**What is required**: Give back the entire listing exactly as it was provided.

**Listed records**:
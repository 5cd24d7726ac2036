//! Single-flight frame admission gate.
//!
//! At most one frame may be in classification at any time.  Frames arriving
//! while the gate is busy are dropped outright — this is load shedding, not
//! a queue: for a live camera feed a stale frame is worse than a lost one.
//!
//! Every successful admission must be paired with exactly one release,
//! including on error and cancellation paths; a leaked admission would stall
//! every future frame.  [`FrameGate::admit`] returns an RAII [`AdmitGuard`]
//! so the release happens on drop no matter how the processing path exits.

use std::sync::atomic::{AtomicBool, Ordering};
use std::sync::Arc;

// ---------------------------------------------------------------------------
// FrameGate
// ---------------------------------------------------------------------------

/// Busy/free admission gate backed by an atomic flag.
#[derive(Debug, Default)]
pub struct FrameGate {
    busy: AtomicBool,
}

impl FrameGate {
    /// Creates a gate in the free state.
    pub fn new() -> Self {
        Self {
            busy: AtomicBool::new(false),
        }
    }

    /// Attempts to move the gate from free to busy.
    ///
    /// Returns `true` exactly when the gate was free.  On `false` the caller
    /// must discard its frame — never buffer it for later.
    pub fn try_admit(&self) -> bool {
        self.busy
            .compare_exchange(false, true, Ordering::AcqRel, Ordering::Acquire)
            .is_ok()
    }

    /// Returns the gate to the free state.
    ///
    /// Safe to call even when the gate is already free.
    pub fn release(&self) {
        self.busy.store(false, Ordering::Release);
    }

    /// Returns `true` while a frame is in classification.
    pub fn is_busy(&self) -> bool {
        self.busy.load(Ordering::Acquire)
    }
}

/// RAII admission on a shared gate.
impl FrameGate {
    /// Tries to admit a frame, returning a guard that releases the gate on
    /// drop.  `None` means busy — drop the frame.
    pub fn admit(self: &Arc<Self>) -> Option<AdmitGuard> {
        if self.try_admit() {
            Some(AdmitGuard {
                gate: Arc::clone(self),
            })
        } else {
            None
        }
    }
}

// ---------------------------------------------------------------------------
// AdmitGuard
// ---------------------------------------------------------------------------

/// Holds an admission; releases the gate when dropped.
///
/// Dropping the guard is the *only* way the gate is released on the normal
/// processing path, so cancellation (a dropped future) and panics both
/// release correctly.
#[derive(Debug)]
pub struct AdmitGuard {
    gate: Arc<FrameGate>,
}

impl Drop for AdmitGuard {
    fn drop(&mut self) {
        self.gate.release();
    }
}

// ---------------------------------------------------------------------------
// Tests
// ---------------------------------------------------------------------------

#[cfg(test)]
mod tests {
    use super::*;

    #[test]
    fn second_admit_fails_until_release() {
        let gate = FrameGate::new();

        assert!(gate.try_admit());
        assert!(gate.is_busy());
        assert!(!gate.try_admit());
        assert!(!gate.try_admit());

        gate.release();
        assert!(!gate.is_busy());
        assert!(gate.try_admit());
    }

    #[test]
    fn release_is_idempotent_on_free_gate() {
        let gate = FrameGate::new();
        gate.release();
        gate.release();
        assert!(gate.try_admit());
    }

    #[test]
    fn guard_releases_on_drop() {
        let gate = Arc::new(FrameGate::new());

        let guard = gate.admit().expect("free gate admits");
        assert!(gate.is_busy());
        assert!(gate.admit().is_none());

        drop(guard);
        assert!(!gate.is_busy());
        assert!(gate.admit().is_some());
    }

    #[test]
    fn guard_releases_on_panic_unwind() {
        let gate = Arc::new(FrameGate::new());
        let cloned = Arc::clone(&gate);

        let result = std::panic::catch_unwind(move || {
            let _guard = cloned.admit().expect("free gate admits");
            panic!("frame processing blew up");
        });

        assert!(result.is_err());
        assert!(!gate.is_busy());
    }

    #[test]
    fn concurrent_admission_admits_exactly_one() {
        let gate = Arc::new(FrameGate::new());
        let admitted: Vec<bool> = (0..8)
            .map(|_| {
                let gate = Arc::clone(&gate);
                std::thread::spawn(move || gate.try_admit())
            })
            .collect::<Vec<_>>()
            .into_iter()
            .map(|h| h.join().unwrap())
            .collect();

        assert_eq!(admitted.iter().filter(|&&a| a).count(), 1);
    }
}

**Result for this exercise**:
repository 5cd24d7726ac2036
//! Single-flight frame admission gate.
//!
//! At most one frame may be in classification at any time.  Frames arriving
//! while the gate is busy are dropped outright — this is load shedding, not
//! a queue: for a live camera feed a stale frame is worse than a lost one.
//!
//! Every successful admission must be paired with exactly one release,
//! including on error and cancellation paths; a leaked admission would stall
//! every future frame.  [`FrameGate::admit`] returns an RAII [`AdmitGuard`]
//! so the release happens on drop no matter how the processing path exits.

use std::sync::atomic::{AtomicBool, Ordering};
use std::sync::Arc;

// ---------------------------------------------------------------------------
// FrameGate
// ---------------------------------------------------------------------------

/// Busy/free admission gate backed by an atomic flag.
#[derive(Debug, Default)]
pub struct FrameGate {
    busy: AtomicBool,
}

impl FrameGate {
    /// Creates a gate in the free state.
    pub fn new() -> Self {
        Self {
            busy: AtomicBool::new(false),
        }
    }

    /// Attempts to move the gate from free to busy.
    ///
    /// Returns `true` exactly when the gate was free.  On `false` the caller
    /// must discard its frame — never buffer it for later.
    pub fn try_admit(&self) -> bool {
        self.busy
            .compare_exchange(false, true, Ordering::AcqRel, Ordering::Acquire)
            .is_ok()
    }

    /// Returns the gate to the free state.
    ///
    /// Safe to call even when the gate is already free.
    pub fn release(&self) {
        self.busy.store(false, Ordering::Release);
    }

    /// Returns `true` while a frame is in classification.
    pub fn is_busy(&self) -> bool {
        self.busy.load(Ordering::Acquire)
    }
}

/// RAII admission on a shared gate.
impl FrameGate {
    /// Tries to admit a frame, returning a guard that releases the gate on
    /// drop.  `None` means busy — drop the frame.
    pub fn admit(self: &Arc<Self>) -> Option<AdmitGuard> {
        if self.try_admit() {
            Some(AdmitGuard {
                gate: Arc::clone(self),
            })
        } else {
            None
        }
    }
}

// ---------------------------------------------------------------------------
// AdmitGuard
// ---------------------------------------------------------------------------

/// Holds an admission; releases the gate when dropped.
///
/// Dropping the guard is the *only* way the gate is released on the normal
/// processing path, so cancellation (a dropped future) and panics both
/// release correctly.
#[derive(Debug)]
pub struct AdmitGuard {
    gate: Arc<FrameGate>,
}

impl Drop for AdmitGuard {
    fn drop(&mut self) {
        self.gate.release();
    }
}

// ---------------------------------------------------------------------------
// Tests
// ---------------------------------------------------------------------------

#[cfg(test)]
mod tests {
    use super::*;

    #[test]
    fn second_admit_fails_until_release() {
        let gate = FrameGate::new();

        assert!(gate.try_admit());
        assert!(gate.is_busy());
        assert!(!gate.try_admit());
        assert!(!gate.try_admit());

        gate.release();
        assert!(!gate.is_busy());
        assert!(gate.try_admit());
    }

    #[test]
    fn release_is_idempotent_on_free_gate() {
        let gate = FrameGate::new();
        gate.release();
        gate.release();
        assert!(gate.try_admit());
    }

    #[test]
    fn guard_releases_on_drop() {
        let gate = Arc::new(FrameGate::new());

        let guard = gate.admit().expect("free gate admits");
        assert!(gate.is_busy());
        assert!(gate.admit().is_none());

        drop(guard);
        assert!(!gate.is_busy());
        assert!(gate.admit().is_some());
    }

    #[test]
    fn guard_releases_on_panic_unwind() {
        let gate = Arc::new(FrameGate::new());
        let cloned = Arc::clone(&gate);

        let result = std::panic::catch_unwind(move || {
            let _guard = cloned.admit().expect("free gate admits");
            panic!("frame processing blew up");
        });

        assert!(result.is_err());
        assert!(!gate.is_busy());
    }

    #[test]
    fn concurrent_admission_admits_exactly_one() {
        let gate = Arc::new(FrameGate::new());
        let admitted: Vec<bool> = (0..8)
            .map(|_| {
                let gate = Arc::clone(&gate);
                std::thread::spawn(move || gate.try_admit())
            })
            .collect::<Vec<_>>()
            .into_iter()
            .map(|h| h.join().unwrap())
            .collect();

        assert_eq!(admitted.iter().filter(|&&a| a).count(), 1);
    }
}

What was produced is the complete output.